What to do ::
Scan the entries for the word "Bool" and return every line that has it.

Given records ::

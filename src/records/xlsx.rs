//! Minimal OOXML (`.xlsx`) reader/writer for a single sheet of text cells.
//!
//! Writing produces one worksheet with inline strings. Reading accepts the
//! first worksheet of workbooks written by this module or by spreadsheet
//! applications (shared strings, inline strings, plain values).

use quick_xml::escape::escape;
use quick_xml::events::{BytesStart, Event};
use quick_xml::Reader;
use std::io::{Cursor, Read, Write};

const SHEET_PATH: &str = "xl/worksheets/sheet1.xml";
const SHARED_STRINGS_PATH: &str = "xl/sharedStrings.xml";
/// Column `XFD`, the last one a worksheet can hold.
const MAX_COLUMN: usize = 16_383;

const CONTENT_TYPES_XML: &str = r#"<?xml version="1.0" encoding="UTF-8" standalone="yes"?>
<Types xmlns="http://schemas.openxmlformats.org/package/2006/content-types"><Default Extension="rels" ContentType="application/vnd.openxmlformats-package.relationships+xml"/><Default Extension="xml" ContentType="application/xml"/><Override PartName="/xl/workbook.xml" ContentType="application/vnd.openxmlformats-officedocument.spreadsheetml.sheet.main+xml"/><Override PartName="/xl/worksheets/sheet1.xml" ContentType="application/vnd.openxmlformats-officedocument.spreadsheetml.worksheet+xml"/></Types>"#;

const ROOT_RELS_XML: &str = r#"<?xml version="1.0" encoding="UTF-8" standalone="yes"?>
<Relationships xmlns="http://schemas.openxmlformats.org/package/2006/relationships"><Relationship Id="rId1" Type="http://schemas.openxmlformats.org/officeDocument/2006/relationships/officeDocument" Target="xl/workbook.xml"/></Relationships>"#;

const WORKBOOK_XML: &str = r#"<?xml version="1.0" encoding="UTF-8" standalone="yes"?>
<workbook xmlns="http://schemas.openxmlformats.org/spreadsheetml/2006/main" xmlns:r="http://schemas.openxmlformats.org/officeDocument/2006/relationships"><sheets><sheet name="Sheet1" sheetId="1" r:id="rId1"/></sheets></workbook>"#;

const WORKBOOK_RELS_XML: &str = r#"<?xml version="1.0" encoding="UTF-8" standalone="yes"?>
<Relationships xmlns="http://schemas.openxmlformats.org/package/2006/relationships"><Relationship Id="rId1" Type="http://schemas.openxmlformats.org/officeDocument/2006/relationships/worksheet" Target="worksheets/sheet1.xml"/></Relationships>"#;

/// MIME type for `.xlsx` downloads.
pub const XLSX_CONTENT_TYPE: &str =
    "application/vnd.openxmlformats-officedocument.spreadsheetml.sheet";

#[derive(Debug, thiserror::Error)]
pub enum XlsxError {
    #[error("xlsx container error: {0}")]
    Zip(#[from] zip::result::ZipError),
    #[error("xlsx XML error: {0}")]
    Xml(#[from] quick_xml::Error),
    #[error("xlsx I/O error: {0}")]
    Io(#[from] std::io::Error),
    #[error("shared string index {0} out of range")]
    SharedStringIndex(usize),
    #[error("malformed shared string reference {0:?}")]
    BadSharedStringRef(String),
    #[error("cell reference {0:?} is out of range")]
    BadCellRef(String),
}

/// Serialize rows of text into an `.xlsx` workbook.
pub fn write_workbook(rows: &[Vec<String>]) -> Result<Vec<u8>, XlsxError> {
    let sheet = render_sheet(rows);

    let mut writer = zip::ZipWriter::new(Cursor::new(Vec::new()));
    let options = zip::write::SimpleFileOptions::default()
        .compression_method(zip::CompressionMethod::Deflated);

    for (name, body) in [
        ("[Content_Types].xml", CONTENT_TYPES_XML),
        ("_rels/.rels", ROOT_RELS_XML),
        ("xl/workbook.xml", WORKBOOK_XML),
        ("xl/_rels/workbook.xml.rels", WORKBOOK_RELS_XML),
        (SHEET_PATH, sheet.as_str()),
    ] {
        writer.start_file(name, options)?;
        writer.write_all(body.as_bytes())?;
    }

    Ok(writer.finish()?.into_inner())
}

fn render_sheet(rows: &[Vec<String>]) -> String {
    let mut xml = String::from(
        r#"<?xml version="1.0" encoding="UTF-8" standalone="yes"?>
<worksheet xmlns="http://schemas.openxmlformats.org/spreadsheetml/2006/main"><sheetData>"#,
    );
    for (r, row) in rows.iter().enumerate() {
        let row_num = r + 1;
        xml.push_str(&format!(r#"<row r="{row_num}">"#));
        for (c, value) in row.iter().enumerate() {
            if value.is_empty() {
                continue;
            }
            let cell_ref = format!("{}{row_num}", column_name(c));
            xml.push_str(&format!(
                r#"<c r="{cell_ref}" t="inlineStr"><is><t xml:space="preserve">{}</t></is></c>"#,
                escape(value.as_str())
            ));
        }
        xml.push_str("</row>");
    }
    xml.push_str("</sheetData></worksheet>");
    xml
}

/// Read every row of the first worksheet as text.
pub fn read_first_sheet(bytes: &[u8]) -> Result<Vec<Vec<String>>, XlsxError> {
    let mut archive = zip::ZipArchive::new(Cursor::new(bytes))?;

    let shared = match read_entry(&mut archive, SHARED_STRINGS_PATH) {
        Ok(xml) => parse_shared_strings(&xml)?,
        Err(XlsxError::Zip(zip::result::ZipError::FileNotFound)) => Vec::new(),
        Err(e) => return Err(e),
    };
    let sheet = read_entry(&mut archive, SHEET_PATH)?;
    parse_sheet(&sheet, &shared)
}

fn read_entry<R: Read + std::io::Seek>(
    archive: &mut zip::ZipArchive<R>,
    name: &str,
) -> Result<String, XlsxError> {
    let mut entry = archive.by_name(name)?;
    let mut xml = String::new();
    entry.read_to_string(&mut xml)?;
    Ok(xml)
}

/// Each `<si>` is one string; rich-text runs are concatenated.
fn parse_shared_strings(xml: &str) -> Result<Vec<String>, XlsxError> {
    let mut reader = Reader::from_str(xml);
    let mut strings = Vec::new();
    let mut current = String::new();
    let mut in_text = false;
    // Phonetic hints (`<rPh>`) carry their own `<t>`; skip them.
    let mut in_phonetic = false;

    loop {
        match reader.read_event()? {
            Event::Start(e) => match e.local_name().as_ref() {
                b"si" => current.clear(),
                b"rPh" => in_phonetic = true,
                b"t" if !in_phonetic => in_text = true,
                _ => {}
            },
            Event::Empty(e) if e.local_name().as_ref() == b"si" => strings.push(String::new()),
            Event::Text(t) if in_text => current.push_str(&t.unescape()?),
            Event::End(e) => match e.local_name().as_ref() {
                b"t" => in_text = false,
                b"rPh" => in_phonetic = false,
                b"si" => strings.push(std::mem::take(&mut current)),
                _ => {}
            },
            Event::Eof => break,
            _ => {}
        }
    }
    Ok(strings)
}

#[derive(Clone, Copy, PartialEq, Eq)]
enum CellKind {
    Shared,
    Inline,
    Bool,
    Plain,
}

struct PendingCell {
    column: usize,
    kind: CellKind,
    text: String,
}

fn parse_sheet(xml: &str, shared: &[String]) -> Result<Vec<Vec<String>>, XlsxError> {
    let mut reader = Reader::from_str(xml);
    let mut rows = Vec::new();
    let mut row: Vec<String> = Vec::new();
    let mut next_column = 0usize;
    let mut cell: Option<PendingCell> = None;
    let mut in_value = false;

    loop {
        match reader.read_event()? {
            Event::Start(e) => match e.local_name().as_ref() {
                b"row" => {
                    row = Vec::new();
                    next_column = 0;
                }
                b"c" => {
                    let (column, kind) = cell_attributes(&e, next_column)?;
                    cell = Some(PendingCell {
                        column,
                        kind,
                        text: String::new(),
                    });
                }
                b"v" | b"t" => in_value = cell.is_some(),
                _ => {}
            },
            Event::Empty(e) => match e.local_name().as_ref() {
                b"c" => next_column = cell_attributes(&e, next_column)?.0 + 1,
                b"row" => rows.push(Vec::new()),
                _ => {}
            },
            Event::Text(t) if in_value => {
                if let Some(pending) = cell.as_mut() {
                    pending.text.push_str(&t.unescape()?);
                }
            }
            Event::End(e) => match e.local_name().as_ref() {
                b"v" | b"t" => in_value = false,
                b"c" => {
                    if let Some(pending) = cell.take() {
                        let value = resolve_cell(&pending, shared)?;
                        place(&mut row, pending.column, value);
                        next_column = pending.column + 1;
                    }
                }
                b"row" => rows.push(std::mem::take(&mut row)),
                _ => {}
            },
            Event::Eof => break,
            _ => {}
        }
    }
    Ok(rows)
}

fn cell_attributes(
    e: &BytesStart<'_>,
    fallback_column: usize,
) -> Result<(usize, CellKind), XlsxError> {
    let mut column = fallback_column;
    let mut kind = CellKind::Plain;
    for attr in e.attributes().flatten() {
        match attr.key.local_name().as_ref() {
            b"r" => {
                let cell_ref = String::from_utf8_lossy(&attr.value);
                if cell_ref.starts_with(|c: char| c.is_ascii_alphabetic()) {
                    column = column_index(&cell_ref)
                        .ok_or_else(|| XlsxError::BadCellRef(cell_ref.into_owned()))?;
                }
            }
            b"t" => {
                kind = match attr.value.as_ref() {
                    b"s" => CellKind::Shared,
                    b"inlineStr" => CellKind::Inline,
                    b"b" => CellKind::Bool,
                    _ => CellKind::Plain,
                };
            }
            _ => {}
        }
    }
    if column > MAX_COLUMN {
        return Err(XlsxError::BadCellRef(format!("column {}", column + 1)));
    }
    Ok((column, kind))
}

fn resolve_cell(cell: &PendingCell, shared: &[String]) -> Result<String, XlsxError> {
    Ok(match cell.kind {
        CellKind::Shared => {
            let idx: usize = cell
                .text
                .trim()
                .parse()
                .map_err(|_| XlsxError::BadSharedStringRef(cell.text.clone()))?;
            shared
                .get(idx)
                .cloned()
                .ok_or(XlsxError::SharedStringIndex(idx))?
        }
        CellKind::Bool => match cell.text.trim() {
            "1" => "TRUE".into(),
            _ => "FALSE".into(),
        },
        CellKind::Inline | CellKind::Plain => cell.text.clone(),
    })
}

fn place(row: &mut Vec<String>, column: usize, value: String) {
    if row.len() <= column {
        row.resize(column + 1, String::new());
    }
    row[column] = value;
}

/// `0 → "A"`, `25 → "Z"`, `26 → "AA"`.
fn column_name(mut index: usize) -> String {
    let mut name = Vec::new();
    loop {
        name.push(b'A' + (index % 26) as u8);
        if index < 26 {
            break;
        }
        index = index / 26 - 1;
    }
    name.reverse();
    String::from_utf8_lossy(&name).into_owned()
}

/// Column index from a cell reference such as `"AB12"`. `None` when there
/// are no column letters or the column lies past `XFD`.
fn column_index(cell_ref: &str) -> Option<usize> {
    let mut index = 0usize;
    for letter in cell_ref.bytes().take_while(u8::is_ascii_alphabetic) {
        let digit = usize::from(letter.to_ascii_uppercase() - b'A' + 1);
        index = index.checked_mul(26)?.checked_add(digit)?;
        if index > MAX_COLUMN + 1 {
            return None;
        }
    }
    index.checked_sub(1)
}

Exercise output ::
    Bool,
                    b"b" => CellKind::Bool,
        CellKind::Bool => match cell.text.trim() {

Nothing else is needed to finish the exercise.